On 21/01/2019 14:17, Stefan Monnier wrote:
>> Unfortunately docstring of the relevant elisp functions are not always
>> detailed and in some cases not complete. I would also really appreciate
>> some documentation on how the framework can be used and how is it
>> supposed to be used, even better if there would be some hints on how to
>> keep it efficient.
>>
>> Does such documentation exist somewhere? Does anyone have any resource
>> to recommend?
> 
> It's mostly available in docstrings.

Indeed, but, for example, I was unable to find how a completion table
should be defined or what it should return. Maybe missed it, but I would
have expected this to be linked from the completion-at-point-functions
docstring. Also, I was unable to find what is the role of the start and
end markers. In the specific, what's the purpose of specifying an end
that is past (point) ?

> For example, C-h o completion-at-point-functions says:
> 
>     [...]
>     NOTE: These functions should be cheap to run since they’re sometimes
>     run from ‘post-command-hook’; and they should ideally only choose
>     which kind of completion table to use, and not pre-filter it based
>     on the current text between START and END (e.g., they should not
>     obey ‘completion-styles’).
> 
>> One specific question I have: in some circumstances completion-at-point
>> enters a mode in which it is called for each keystroke (I think this is
>> completion-in-region-mode). How does this happen and why?  I would like
>> to avoid that my function to collect completion targets get called on
>> each keystroke. Is there a way to do that?
> 
> Yes: don't collect candidates when that function is called.
> Instead, the function should return a completion table which will
> compute the candidates only if it's called.
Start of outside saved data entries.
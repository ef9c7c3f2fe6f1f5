//! # Declarations
//!
//! Global declarations: `const`, plain and destructuring assignment, and
//! function declarations. None of these open a lexical frame; everything
//! lands in the environment's registries.
//!
//! ## Destructuring
//!
//! ```text
//! const a, b = {1, 2, 3};   // a = 1, b = {2, 3}
//! p, q = intersect(c1, c2); // p, q = the two points
//! x, _ = {1, 2, 3};         // x = 1, remainder discarded
//! ```

use super::{eval_value, EvalResult};
use crate::context::{Environment, DISCARD};
use crate::error::EvalError;
use crate::value::{Sequence, Value};
use gsharp_parser::Ast;

/// Evaluate `const names = value` or `names = value`.
///
/// A single name takes the whole value. With several names the value is
/// split: each of the first N-1 names takes one element (`Undefined` when
/// the sequence runs out) and the last name takes the remainder as a
/// sequence. A remainder holding exactly one figure binds that figure
/// directly. A non-sequence value behaves as a one-element sequence.
pub fn eval_assignment(
    env: &mut Environment,
    names: &[String],
    value: &Ast,
) -> Result<EvalResult, EvalError> {
    let value = eval_value(env, value)?;

    let Some((last, leading)) = names.split_last() else {
        return Ok(EvalResult::Unit);
    };
    if leading.is_empty() {
        env.declare(last, value)?;
        return Ok(EvalResult::Unit);
    }

    let seq = match value {
        Value::Sequence(seq) => seq,
        single => Sequence::Finite(vec![single]),
    };
    let (head, rest) = seq.split(leading.len());
    let mut head = head.into_iter();

    for name in leading {
        let element = head.next().unwrap_or(Value::Undefined);
        env.declare(name, element)?;
    }

    if last != DISCARD {
        env.declare(last, remainder(rest))?;
    }
    Ok(EvalResult::Unit)
}

fn remainder(rest: Sequence) -> Value {
    match rest {
        Sequence::Finite(mut items)
            if items.len() == 1 && matches!(items[0], Value::Figure(_)) =>
        {
            items.remove(0)
        }
        other => Value::Sequence(other),
    }
}

/// Register a user function without evaluating its body.
pub fn eval_function_decl(
    env: &mut Environment,
    name: &str,
    params: &[String],
    body: &Ast,
) -> Result<EvalResult, EvalError> {
    log::debug!("function {}({})", name, params.join(", "));
    env.declare_function(name, params.to_vec(), body.clone())?;
    Ok(EvalResult::Unit)
}

// =============================================================================
// TESTS
// =============================================================================

#[cfg(test)]
mod tests {
    use super::*;
    use crate::visitor::evaluate;
    use approx::assert_abs_diff_eq;
    use gsharp_parser::parse_program;

    fn env_after(source: &str) -> Environment {
        let mut env = Environment::with_seed(11);
        for statement in parse_program(source).unwrap() {
            evaluate(&mut env, &statement.node).unwrap();
        }
        env
    }

    fn numbers(values: &[f64]) -> Value {
        Value::Sequence(Sequence::Finite(
            values.iter().map(|n| Value::Number(*n)).collect(),
        ))
    }

    #[test]
    fn test_const_destructuring() {
        let env = env_after("const a, b = {1, 2, 3};");
        assert_eq!(env.lookup("a"), Some(Value::Number(1.0)));
        assert_eq!(env.lookup("b"), Some(numbers(&[2.0, 3.0])));
    }

    #[test]
    fn test_multi_assign_runs_out() {
        let env = env_after("a, b, c = {1};");
        assert_eq!(env.lookup("a"), Some(Value::Number(1.0)));
        assert_eq!(env.lookup("b"), Some(Value::Undefined));
        assert_eq!(env.lookup("c"), Some(numbers(&[])));
    }

    #[test]
    fn test_discard() {
        let env = env_after("_, b, _ = {1, 2, 3};");
        assert_eq!(env.lookup("b"), Some(Value::Number(2.0)));
        assert_eq!(env.lookup("_"), None);
    }

    #[test]
    fn test_destructure_unbounded() {
        let env = env_after("a, b, rest = {5 ...};");
        assert_eq!(env.lookup("a"), Some(Value::Number(5.0)));
        assert_eq!(env.lookup("b"), Some(Value::Number(6.0)));
        assert_eq!(
            env.lookup("rest"),
            Some(Value::Sequence(Sequence::Unbounded {
                head: vec![],
                next: 7.0
            }))
        );
    }

    #[test]
    fn test_points_destructure_to_figures() {
        let env = env_after(
            "circle a(point(0, 0), 5); circle b(point(8, 0), 5); p, q = intersect(a, b);",
        );
        let p = env.lookup("p").unwrap().as_point().unwrap();
        let q = env.lookup("q").unwrap().as_point().unwrap();
        assert_abs_diff_eq!(p.x, 4.0, epsilon = 1e-9);
        assert_abs_diff_eq!(q.x, 4.0, epsilon = 1e-9);
        assert_eq!(env.figure("p").and_then(|f| f.name.as_deref()), Some("p"));
        assert!(p != q);
        assert!(p.y.abs() > 0.0);
        assert_eq!(p.y, -q.y);
    }

    #[test]
    fn test_single_value_to_many_names() {
        let env = env_after("a, b = 4;");
        assert_eq!(env.lookup("a"), Some(Value::Number(4.0)));
        assert_eq!(env.lookup("b"), Some(numbers(&[])));
    }

    #[test]
    fn test_redeclare_constant_fails() {
        let mut env = env_after("x = 1;");
        let program = parse_program("x = 2;").unwrap();
        assert_eq!(
            evaluate(&mut env, &program[0].node),
            Err(EvalError::AlreadyDefined("x".to_string()))
        );
    }
}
How is a completion table defined? what are the string, pred, action
arguments passed to it? What should it return?

>  E.g.:
> 
>     (defun my-completion-at-point-function ()
>       (when (relevant)
>         (let (candidates
>               (candidates-computed nil)
>               (start ...)
>               (end ...)
>               (completion-table
>                (lambda (string pred action)
>                  (unless candidates-computed
>                    (setq candidates-computed t)
>                    (setq candidates (my-collect-candidates)))
>                  (complete-with-action action candidates string pred))))
>           (list start end completion-table))))
> 
> tho you probably want to cache your completion candidates elsewhere
> (exactly where to cache them depends on when they need to be
> recomputed, so often it's best to cache them in a global variable and
> flush them from other places in the code).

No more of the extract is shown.